Friday, March 21, 2025

Attorney-turned-judge has courted controversy since 1980

When his government became a round-the-clock blunders factory, President Festus Mogae got as gravely concerned as to appoint a South African judge called Joshua Khumalo to investigate the source of these blunders. Among the blunders was a botched-up referendum being superintended by the Independent Electoral Commission that had to be postponed as well as failure to issue a writ of elections ahead of a general election. At first, the secretary to the Khumalo Commission was Sidney Pilane who, then as now, was a high-profile lawyer, claiming scalp after scalp at both the High Court and Court of Appeal. Pilane’s exit thrust a relatively unknown lawyer into the spotlight – Lakvinder Singh Walia.

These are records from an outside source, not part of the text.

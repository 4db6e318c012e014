#![warn(unused_crate_dependencies)]

mod warning_suppress {
    // Only used in binary and triggers unused warning
    use tokio as _;
}

pub mod cli;
pub mod commands;
pub mod tracing;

It is unclear how much influence Walia, as the point man on Botswana law, had on the controversial recommendations that Khumalo would ultimately make in his report. Mogae had mandated the South African judge to “identify, by name the person or persons who are culpable or share in the culpability of the acts, errors and omissions” that led to the postponement of the referendum. The senior officials identified by name were Attorney General Phandu Skelemani and the IEC Secretary, Gabriel Seeletso. However, Skelemani protested this finding and went to the High Court to clear his name. He wanted the government to pay his legal fees and then began an ugly legal tussle between him and Mogae that ended with an out-of-court settlement.